[Collected data]
- Opening Delimiter -

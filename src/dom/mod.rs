//! The host DOM seam.
//!
//! Everything above this module only ever talks to a [`Dom`] implementation.
//! [`memory::MemoryDom`] is a complete in-memory host, [`web::WebDom`] drives a browser document through [`web_sys`].

use core::fmt::{self, Debug, Formatter};
use std::rc::Rc;

pub mod memory;
pub mod web;

pub const SVG_NAMESPACE: &str = "http://www.w3.org/2000/svg";
pub const HTML_NAMESPACE: &str = "http://www.w3.org/1999/xhtml";

/// Opaque, stable identity of a host node.
///
/// Used to key side tables (bound contexts, connected components) without holding on to the node itself.
#[derive(Debug, Clone, Copy, PartialEq, Eq, Hash, PartialOrd, Ord)]
pub struct NodeKey(pub u64);

#[derive(Debug, Clone, Copy, PartialEq, Eq, Hash)]
pub enum NodeKind {
	Document,
	Fragment,
	Element,
	Text,
	Comment,
}

#[derive(Debug, Clone, Copy, PartialEq, Eq, Hash)]
pub enum Namespace {
	Html,
	Svg,
}
impl Namespace {
	#[must_use]
	pub fn uri(self) -> &'static str {
		match self {
			Namespace::Html => HTML_NAMESPACE,
			Namespace::Svg => SVG_NAMESPACE,
		}
	}
}

/// What a host can do, probed once per [`Engine`](`crate::Engine`).
#[derive(Debug, Clone, Copy, PartialEq, Eq)]
pub struct Capabilities {
	/// [`Dom::delete_range`] removes a sibling run in one operation.
	/// Without it, the core removes the run node by node.
	pub range_deletion: bool,
	/// [`Dom::observe`] reports subtree mutations of the document.
	pub mutation_observer: bool,
	/// Script elements of cloned fragments won't execute and must be recreated.
	pub inert_cloned_scripts: bool,
}
impl Default for Capabilities {
	fn default() -> Self {
		Self {
			range_deletion: true,
			mutation_observer: true,
			inert_cloned_scripts: false,
		}
	}
}

/// A value assigned to a live DOM property.
#[derive(Debug, Clone, PartialEq)]
pub enum Property {
	Null,
	Str(String),
	Number(f64),
	Bool(bool),
}

/// One batch entry delivered to [`Dom::observe`] subscribers.
#[derive(Debug, Clone, PartialEq)]
pub struct Mutation<N> {
	pub added: Vec<N>,
	pub removed: Vec<N>,
}

/// An event handler, compared by identity.
pub struct Listener<E>(Rc<dyn Fn(&E)>);
impl<E> Listener<E> {
	pub fn new(handler: impl 'static + Fn(&E)) -> Self {
		Self(Rc::new(handler))
	}

	pub fn call(&self, event: &E) {
		(self.0)(event)
	}

	/// Stable for as long as any clone of this [`Listener`] is alive.
	#[must_use]
	pub fn address(&self) -> usize {
		Rc::as_ptr(&self.0) as *const () as usize
	}
}
impl<E> Clone for Listener<E> {
	fn clone(&self) -> Self {
		Self(self.0.clone())
	}
}
impl<E> PartialEq for Listener<E> {
	fn eq(&self, other: &Self) -> bool {
		self.address() == other.address()
	}
}
impl<E> Eq for Listener<E> {}
impl<E> Debug for Listener<E> {
	fn fmt(&self, f: &mut Formatter<'_>) -> fmt::Result {
		f.debug_tuple("Listener").field(&format_args!("{:#x}", self.address())).finish()
	}
}

pub type ObserverCallback<N> = Box<dyn Fn(Vec<Mutation<N>>)>;

/// The operations the renderer needs from its host document.
///
/// Handles are cheap to clone and compare by node identity.
/// Mutating operations report host failures as [`Dom::Error`], which the core logs and then moves past.
pub trait Dom: Clone + 'static {
	type Node: Clone + PartialEq + Debug + 'static;
	type Event: 'static;
	type Error: Debug;

	fn capabilities(&self) -> Capabilities;
	fn key(&self, node: &Self::Node) -> NodeKey;
	fn kind(&self, node: &Self::Node) -> NodeKind;
	/// [`None`] for anything but elements.
	fn namespace(&self, node: &Self::Node) -> Option<Namespace>;
	/// Local name of an element.
	fn name(&self, node: &Self::Node) -> Option<String>;
	fn document(&self) -> Self::Node;

	fn create_element(&self, namespace: Namespace, name: &str) -> Result<Self::Node, Self::Error>;
	fn create_text(&self, data: &str) -> Self::Node;
	fn create_comment(&self, data: &str) -> Self::Node;
	fn create_fragment(&self) -> Self::Node;
	/// Listeners are never cloned.
	fn clone_node(&self, node: &Self::Node, deep: bool) -> Result<Self::Node, Self::Error>;

	fn parent(&self, node: &Self::Node) -> Option<Self::Node>;
	fn first_child(&self, node: &Self::Node) -> Option<Self::Node>;
	fn last_child(&self, node: &Self::Node) -> Option<Self::Node>;
	fn next_sibling(&self, node: &Self::Node) -> Option<Self::Node>;
	fn previous_sibling(&self, node: &Self::Node) -> Option<Self::Node>;
	fn child_nodes(&self, node: &Self::Node) -> Vec<Self::Node>;
	fn child_at(&self, node: &Self::Node, index: usize) -> Option<Self::Node>;

	/// Inserting a fragment moves its children instead, leaving it empty.
	fn insert_before(&self, parent: &Self::Node, node: &Self::Node, reference: Option<&Self::Node>) -> Result<(), Self::Error>;
	fn append_child(&self, parent: &Self::Node, node: &Self::Node) -> Result<(), Self::Error> {
		self.insert_before(parent, node, None)
	}
	fn remove_child(&self, parent: &Self::Node, node: &Self::Node) -> Result<(), Self::Error>;
	/// Removes `first`, `last` and every sibling between them.
	fn delete_range(&self, first: &Self::Node, last: &Self::Node) -> Result<(), Self::Error>;

	fn text_content(&self, node: &Self::Node) -> String;
	fn set_text_content(&self, node: &Self::Node, text: &str);

	fn attribute(&self, element: &Self::Node, name: &str) -> Option<String>;
	fn attribute_names(&self, element: &Self::Node) -> Vec<String>;
	fn set_attribute(&self, element: &Self::Node, name: &str, value: &str) -> Result<(), Self::Error>;
	fn remove_attribute(&self, element: &Self::Node, name: &str) -> Result<(), Self::Error>;

	fn has_property(&self, element: &Self::Node, name: &str) -> bool;
	fn set_property(&self, element: &Self::Node, name: &str, value: &Property) -> Result<(), Self::Error>;

	/// `name` is hyphenated. [`None`] removes the declaration.
	fn set_style(&self, element: &Self::Node, name: &str, value: Option<&str>) -> Result<(), Self::Error>;
	/// Replaces all inline declarations.
	fn set_style_text(&self, element: &Self::Node, css: &str) -> Result<(), Self::Error>;

	fn add_event_listener(&self, node: &Self::Node, event_type: &str, listener: &Listener<Self::Event>) -> Result<(), Self::Error>;
	fn remove_event_listener(&self, node: &Self::Node, event_type: &str, listener: &Listener<Self::Event>) -> Result<(), Self::Error>;
	fn dispatch_event(&self, node: &Self::Node, event_type: &str) -> Result<(), Self::Error>;

	fn is_connected(&self, node: &Self::Node) -> bool;
	/// Subscribes to child list mutations anywhere below the document.
	fn observe(&self, callback: ObserverCallback<Self::Node>) -> Result<(), Self::Error>;
	fn queue_microtask(&self, task: Box<dyn FnOnce()>);
}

- Closing Delimiter -

» Work task: The task requires an exact copy of all the lines above.

» Response area:
filename src/dom/mod.rs
//! The host DOM seam.
//!
//! Everything above this module only ever talks to a [`Dom`] implementation.
//! [`memory::MemoryDom`] is a complete in-memory host, [`web::WebDom`] drives a browser document through [`web_sys`].

use core::fmt::{self, Debug, Formatter};
use std::rc::Rc;

pub mod memory;
pub mod web;

pub const SVG_NAMESPACE: &str = "http://www.w3.org/2000/svg";
pub const HTML_NAMESPACE: &str = "http://www.w3.org/1999/xhtml";

/// Opaque, stable identity of a host node.
///
/// Used to key side tables (bound contexts, connected components) without holding on to the node itself.
#[derive(Debug, Clone, Copy, PartialEq, Eq, Hash, PartialOrd, Ord)]
pub struct NodeKey(pub u64);

#[derive(Debug, Clone, Copy, PartialEq, Eq, Hash)]
pub enum NodeKind {
	Document,
	Fragment,
	Element,
	Text,
	Comment,
}

#[derive(Debug, Clone, Copy, PartialEq, Eq, Hash)]
pub enum Namespace {
	Html,
	Svg,
}
impl Namespace {
	#[must_use]
	pub fn uri(self) -> &'static str {
		match self {
			Namespace::Html => HTML_NAMESPACE,
			Namespace::Svg => SVG_NAMESPACE,
		}
	}
}

/// What a host can do, probed once per [`Engine`](`crate::Engine`).
#[derive(Debug, Clone, Copy, PartialEq, Eq)]
pub struct Capabilities {
	/// [`Dom::delete_range`] removes a sibling run in one operation.
	/// Without it, the core removes the run node by node.
	pub range_deletion: bool,
	/// [`Dom::observe`] reports subtree mutations of the document.
	pub mutation_observer: bool,
	/// Script elements of cloned fragments won't execute and must be recreated.
	pub inert_cloned_scripts: bool,
}
impl Default for Capabilities {
	fn default() -> Self {
		Self {
			range_deletion: true,
			mutation_observer: true,
			inert_cloned_scripts: false,
		}
	}
}

/// A value assigned to a live DOM property.
#[derive(Debug, Clone, PartialEq)]
pub enum Property {
	Null,
	Str(String),
	Number(f64),
	Bool(bool),
}

/// One batch entry delivered to [`Dom::observe`] subscribers.
#[derive(Debug, Clone, PartialEq)]
pub struct Mutation<N> {
	pub added: Vec<N>,
	pub removed: Vec<N>,
}

/// An event handler, compared by identity.
pub struct Listener<E>(Rc<dyn Fn(&E)>);
impl<E> Listener<E> {
	pub fn new(handler: impl 'static + Fn(&E)) -> Self {
		Self(Rc::new(handler))
	}

	pub fn call(&self, event: &E) {
		(self.0)(event)
	}

	/// Stable for as long as any clone of this [`Listener`] is alive.
	#[must_use]
	pub fn address(&self) -> usize {
		Rc::as_ptr(&self.0) as *const () as usize
	}
}
impl<E> Clone for Listener<E> {
	fn clone(&self) -> Self {
		Self(self.0.clone())
	}
}
impl<E> PartialEq for Listener<E> {
	fn eq(&self, other: &Self) -> bool {
		self.address() == other.address()
	}
}
impl<E> Eq for Listener<E> {}
impl<E> Debug for Listener<E> {
	fn fmt(&self, f: &mut Formatter<'_>) -> fmt::Result {
		f.debug_tuple("Listener").field(&format_args!("{:#x}", self.address())).finish()
	}
}

pub type ObserverCallback<N> = Box<dyn Fn(Vec<Mutation<N>>)>;

/// The operations the renderer needs from its host document.
///
/// Handles are cheap to clone and compare by node identity.
/// Mutating operations report host failures as [`Dom::Error`], which the core logs and then moves past.
pub trait Dom: Clone + 'static {
	type Node: Clone + PartialEq + Debug + 'static;
	type Event: 'static;
	type Error: Debug;

	fn capabilities(&self) -> Capabilities;
	fn key(&self, node: &Self::Node) -> NodeKey;
	fn kind(&self, node: &Self::Node) -> NodeKind;
	/// [`None`] for anything but elements.
	fn namespace(&self, node: &Self::Node) -> Option<Namespace>;
	/// Local name of an element.
	fn name(&self, node: &Self::Node) -> Option<String>;
	fn document(&self) -> Self::Node;

	fn create_element(&self, namespace: Namespace, name: &str) -> Result<Self::Node, Self::Error>;
	fn create_text(&self, data: &str) -> Self::Node;
	fn create_comment(&self, data: &str) -> Self::Node;
	fn create_fragment(&self) -> Self::Node;
	/// Listeners are never cloned.
	fn clone_node(&self, node: &Self::Node, deep: bool) -> Result<Self::Node, Self::Error>;

	fn parent(&self, node: &Self::Node) -> Option<Self::Node>;
	fn first_child(&self, node: &Self::Node) -> Option<Self::Node>;
	fn last_child(&self, node: &Self::Node) -> Option<Self::Node>;
	fn next_sibling(&self, node: &Self::Node) -> Option<Self::Node>;
	fn previous_sibling(&self, node: &Self::Node) -> Option<Self::Node>;
	fn child_nodes(&self, node: &Self::Node) -> Vec<Self::Node>;
	fn child_at(&self, node: &Self::Node, index: usize) -> Option<Self::Node>;

	/// Inserting a fragment moves its children instead, leaving it empty.
	fn insert_before(&self, parent: &Self::Node, node: &Self::Node, reference: Option<&Self::Node>) -> Result<(), Self::Error>;
	fn append_child(&self, parent: &Self::Node, node: &Self::Node) -> Result<(), Self::Error> {
		self.insert_before(parent, node, None)
	}
	fn remove_child(&self, parent: &Self::Node, node: &Self::Node) -> Result<(), Self::Error>;
	/// Removes `first`, `last` and every sibling between them.
	fn delete_range(&self, first: &Self::Node, last: &Self::Node) -> Result<(), Self::Error>;

	fn text_content(&self, node: &Self::Node) -> String;
	fn set_text_content(&self, node: &Self::Node, text: &str);

	fn attribute(&self, element: &Self::Node, name: &str) -> Option<String>;
	fn attribute_names(&self, element: &Self::Node) -> Vec<String>;
	fn set_attribute(&self, element: &Self::Node, name: &str, value: &str) -> Result<(), Self::Error>;
	fn remove_attribute(&self, element: &Self::Node, name: &str) -> Result<(), Self::Error>;

	fn has_property(&self, element: &Self::Node, name: &str) -> bool;
	fn set_property(&self, element: &Self::Node, name: &str, value: &Property) -> Result<(), Self::Error>;

	/// `name` is hyphenated. [`None`] removes the declaration.
	fn set_style(&self, element: &Self::Node, name: &str, value: Option<&str>) -> Result<(), Self::Error>;
	/// Replaces all inline declarations.
	fn set_style_text(&self, element: &Self::Node, css: &str) -> Result<(), Self::Error>;

	fn add_event_listener(&self, node: &Self::Node, event_type: &str, listener: &Listener<Self::Event>) -> Result<(), Self::Error>;
	fn remove_event_listener(&self, node: &Self::Node, event_type: &str, listener: &Listener<Self::Event>) -> Result<(), Self::Error>;
	fn dispatch_event(&self, node: &Self::Node, event_type: &str) -> Result<(), Self::Error>;

	fn is_connected(&self, node: &Self::Node) -> bool;
	/// Subscribes to child list mutations anywhere below the document.
	fn observe(&self, callback: ObserverCallback<Self::Node>) -> Result<(), Self::Error>;
	fn queue_microtask(&self, task: Box<dyn FnOnce()>);
}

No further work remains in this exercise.